So Far Away
It's summer when I go to visit them. Children are playing in the streets, perfect pictures of innocence. Unaware of what awaits them outside of their parents arms, of the hardships, the pain.
I turn down the familiar winding streets, manoeuvring myself past mothers pushing prams and deliberately trying not to see their barely suppressed shudders as I pass. I push the thought to the back of my mind and focus on my one goal; getting to the house with the red door.
I see the house minutes before I reach it. The red door stands out like a beacon, radiating hope, happiness and home. Half remembered conversations drift back to me as though coming through a bad radio connection; "The door should be a happy colour......vibrant.........it needs to show who we are as people!" I smile a little, that it certainly did! In a road completely full of blue doors, the red drew the eye from halfway down the street.
Suddenly a woman appeared. She was slightly blurred but I could still see her bright blonde, curly hair falling to her shoulders. Her dress was a pale blue colour that contrasted with her pale skin beautifully. She called out to two of the children playing in the street and they ran to her immediately.

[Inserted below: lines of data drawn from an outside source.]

//! Supplier directory.

use chrono::{DateTime, Utc};
use serde::Serialize;
use sqlx::postgres::PgRow;
use sqlx::{PgPool, Row};

use plantops_core::SupplierId;

use crate::error::{RepoError, RepoResult};
use crate::users::ensure_affected;

#[derive(Debug, Clone, Serialize)]
pub struct SupplierRecord {
    pub supplier_id: SupplierId,
    pub name: String,
    pub contact_person: Option<String>,
    pub phone: Option<String>,
    pub email: Option<String>,
    pub address: Option<String>,
    pub created_at: DateTime<Utc>,
}

#[derive(Debug, Clone)]
pub struct SupplierInput {
    pub name: String,
    pub contact_person: Option<String>,
    pub phone: Option<String>,
    pub email: Option<String>,
    pub address: Option<String>,
}

#[derive(Clone)]
pub struct SupplierRepo {
    pool: PgPool,
}

impl SupplierRepo {
    pub fn new(pool: PgPool) -> Self {
        Self { pool }
    }

    pub async fn create(&self, input: &SupplierInput) -> RepoResult<SupplierId> {
        let supplier_id: i64 = sqlx::query_scalar(
            "INSERT INTO suppliers (name, contact_person, phone, email, address) \
             VALUES ($1, $2, $3, $4, $5) RETURNING supplier_id",
        )
        .bind(&input.name)
        .bind(&input.contact_person)
        .bind(&input.phone)
        .bind(&input.email)
        .bind(&input.address)
        .fetch_one(&self.pool)
        .await?;
        Ok(SupplierId::new(supplier_id))
    }

    pub async fn get(&self, supplier_id: SupplierId) -> RepoResult<Option<SupplierRecord>> {
        let row = sqlx::query(
            "SELECT supplier_id, name, contact_person, phone, email, address, created_at \
             FROM suppliers WHERE supplier_id = $1",
        )
        .bind(supplier_id.as_i64())
        .fetch_optional(&self.pool)
        .await?;
        row.map(|r| supplier_from_row(&r)).transpose()
    }

    pub async fn list(&self) -> RepoResult<Vec<SupplierRecord>> {
        let rows = sqlx::query(
            "SELECT supplier_id, name, contact_person, phone, email, address, created_at \
             FROM suppliers ORDER BY name",
        )
        .fetch_all(&self.pool)
        .await?;
        rows.iter().map(supplier_from_row).collect()
    }

    pub async fn update(&self, supplier_id: SupplierId, input: &SupplierInput) -> RepoResult<()> {
        let result = sqlx::query(
            "UPDATE suppliers SET name = $2, contact_person = $3, phone = $4, email = $5, \
             address = $6 WHERE supplier_id = $1",
        )
        .bind(supplier_id.as_i64())
        .bind(&input.name)
        .bind(&input.contact_person)
        .bind(&input.phone)
        .bind(&input.email)
        .bind(&input.address)
        .execute(&self.pool)
        .await?;
        ensure_affected(result.rows_affected())
    }

    pub async fn delete(&self, supplier_id: SupplierId) -> RepoResult<()> {
        let result = sqlx::query("DELETE FROM suppliers WHERE supplier_id = $1")
            .bind(supplier_id.as_i64())
            .execute(&self.pool)
            .await?;
        ensure_affected(result.rows_affected())
    }
}

fn supplier_from_row(row: &PgRow) -> Result<SupplierRecord, RepoError> {
    Ok(SupplierRecord {
        supplier_id: SupplierId::new(row.try_get("supplier_id")?),
        name: row.try_get("name")?,
        contact_person: row.try_get("contact_person")?,
        phone: row.try_get("phone")?,
        email: row.try_get("email")?,
        address: row.try_get("address")?,
        created_at: row.try_get("created_at")?,
    })
}
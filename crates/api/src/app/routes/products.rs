//! Product catalogue routes.

use std::sync::Arc;

use axum::{
    Json, Router,
    extract::{Extension, Path},
    http::StatusCode,
    response::IntoResponse,
    routing::get,
};
use serde::Deserialize;
use serde_json::json;

use plantops_core::ProductId;

use crate::app::AppServices;
use crate::app::errors::{json_error, repo_error_to_response};
use crate::authz;
use crate::context::CurrentUser;

pub fn router() -> Router {
    Router::new()
        .route("/", get(list).post(create))
        .route("/:id", get(get_one).put(update).delete(remove))
        .route("/category/:category", get(by_category))
}

async fn list(Extension(services): Extension<Arc<AppServices>>) -> axum::response::Response {
    match services.products.list().await {
        Ok(products) => (StatusCode::OK, Json(products)).into_response(),
        Err(e) => repo_error_to_response(e),
    }
}

async fn get_one(
    Extension(services): Extension<Arc<AppServices>>,
    Path(id): Path<i64>,
) -> axum::response::Response {
    match services.products.get(ProductId::new(id)).await {
        Ok(Some(product)) => (StatusCode::OK, Json(product)).into_response(),
        Ok(None) => json_error(StatusCode::NOT_FOUND, "not_found", "product not found"),
        Err(e) => repo_error_to_response(e),
    }
}

async fn by_category(
    Extension(services): Extension<Arc<AppServices>>,
    Path(category): Path<String>,
) -> axum::response::Response {
    match services.products.by_category(&category).await {
        Ok(products) => (StatusCode::OK, Json(products)).into_response(),
        Err(e) => repo_error_to_response(e),
    }
}

#[derive(Debug, Deserialize)]
struct ProductRequest {
    name: String,
    category: String,
    unit: String,
    description: Option<String>,
}

async fn create(
    Extension(services): Extension<Arc<AppServices>>,
    Extension(user): Extension<CurrentUser>,
    Json(body): Json<ProductRequest>,
) -> axum::response::Response {
    if let Err(resp) = authz::require_role(&user, authz::MANAGE_TIER) {
        return resp;
    }
    if body.name.trim().is_empty() {
        return json_error(StatusCode::BAD_REQUEST, "validation_error", "name cannot be empty");
    }

    match services
        .products
        .create(&body.name, &body.category, &body.unit, body.description.as_deref())
        .await
    {
        Ok(product_id) => {
            services
                .audit
                .record(user.user_id, "create", "product", Some(product_id.as_i64()), None)
                .await;
            (StatusCode::CREATED, Json(json!({ "product_id": product_id }))).into_response()
        }
        Err(e) => repo_error_to_response(e),
    }
}

async fn update(
    Extension(services): Extension<Arc<AppServices>>,
    Extension(user): Extension<CurrentUser>,
    Path(id): Path<i64>,
    Json(body): Json<ProductRequest>,
) -> axum::response::Response {
    if let Err(resp) = authz::require_role(&user, authz::MANAGE_TIER) {
        return resp;
    }

    match services
        .products
        .update(
            ProductId::new(id),
            &body.name,
            &body.category,
            &body.unit,
            body.description.as_deref(),
        )
        .await
    {
        Ok(()) => {
            services
                .audit
                .record(user.user_id, "update", "product", Some(id), None)
                .await;
            StatusCode::NO_CONTENT.into_response()
        }
        Err(e) => repo_error_to_response(e),
    }
}

async fn remove(
    Extension(services): Extension<Arc<AppServices>>,
    Extension(user): Extension<CurrentUser>,
    Path(id): Path<i64>,
) -> axum::response::Response {
    if let Err(resp) = authz::require_role(&user, authz::ADMIN_TIER) {
        return resp;
    }
    match services.products.delete(ProductId::new(id)).await {
        Ok(()) => {
            services
                .audit
                .record(user.user_id, "delete", "product", Some(id), None)
                .await;
            StatusCode::NO_CONTENT.into_response()
        }
        Err(e) => repo_error_to_response(e),
    }
}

I followed at a distance, watching the domestic scene with a longing so intense it was almost a physical ache.
I followed the small family into the kitchen of the house, which was decorated with drawing, painted ones, no doubt the children's handiwork, and more sophisticated ones done in pencil. Of flowers, a bird, the children's smiling faces...... The family sat around the wooden table in the middle of the room and began to eat the lunch that was set out there. I soon noticed the fourth seat at the table, which apparently also took the attention of the smallest child. He looked at the empty space at the table and I saw his brow furrow in concentration. He finally turned to his mother and asked "When's Papa going to come home, Mama?" Next to him, his sister's eyes widened and she delivered what I suspected to be a swift kick to her brother's shin. Her mother frowned at her reproachfully and then turned to her son, "Jamie, sweetie, daddy's not coming home." The boys face fell, and I edged closer to the table so as not to miss his small "Oh" of comprehension.
But this was wrong! I turned to the mother, Hilary I remembered now, ready to tell her that she was wrong, and for the first time I caught sight of her face. Her normally vivid green eyes had dulled slightly and her cheeks looked hollow, like she had lost a lot of weight in a short space of time. And then I realised, that in all the time I had been stood in that kitchen, no one had seen me there.
A sense of dread came over me. I stumbled out of the kitchen and into the next room. Light was streaming in through the enormous bay window on the far wall, reflecting off items in the room and off the mirror. I scanned the room quickly, my eyes finally coming to rest on a pair of empty boots by the fireplace, bots that looked exactly like my own. I turned again and found myself staring at a photograph of a man. I made my way over to it, to study it in more detail. He's a handsome man, dark hair and piercing blue eyes. His uniform shows him to be a military man. And then I see it, the folded American flag, a set of dog tags still on their chain, a St Christopher medal and a gold wedding ring. I turn back to the photograph and notice the writing underneath it. I try to pick it up, but find that my arms won't move, so I move closer in order to read it.
What is written there sends a shiver of horror down my spine.
David Robert Sullivan
01/07/1981 – 04/09/2011
Killed in Action
There's a sound of scraping chairs from the next room and the two children, my children, come running past me. They shiver slightly but run on, oblivious. Hilary follows not long after, looking around the room and then going to the mirror hanging over the fireplace. I move to stand slightly behind her, looking straight into the mirror, but see only Hilary's reflection. She lets out a deep, shuddering sigh "Oh Dave, I wish you were here." I try to respond but find myself incapable.
I turn instead and flee the house, determined to leave the place that had once been a place of sanctuary to me. I knew now why they could not see me; to them I was not there. I had moved on to a place where they could not follow, but I knew that I would see them again. As I felt myself being pulled away from that place, I vowed to myself that I would wait a hundred years if I had to, just to be together again.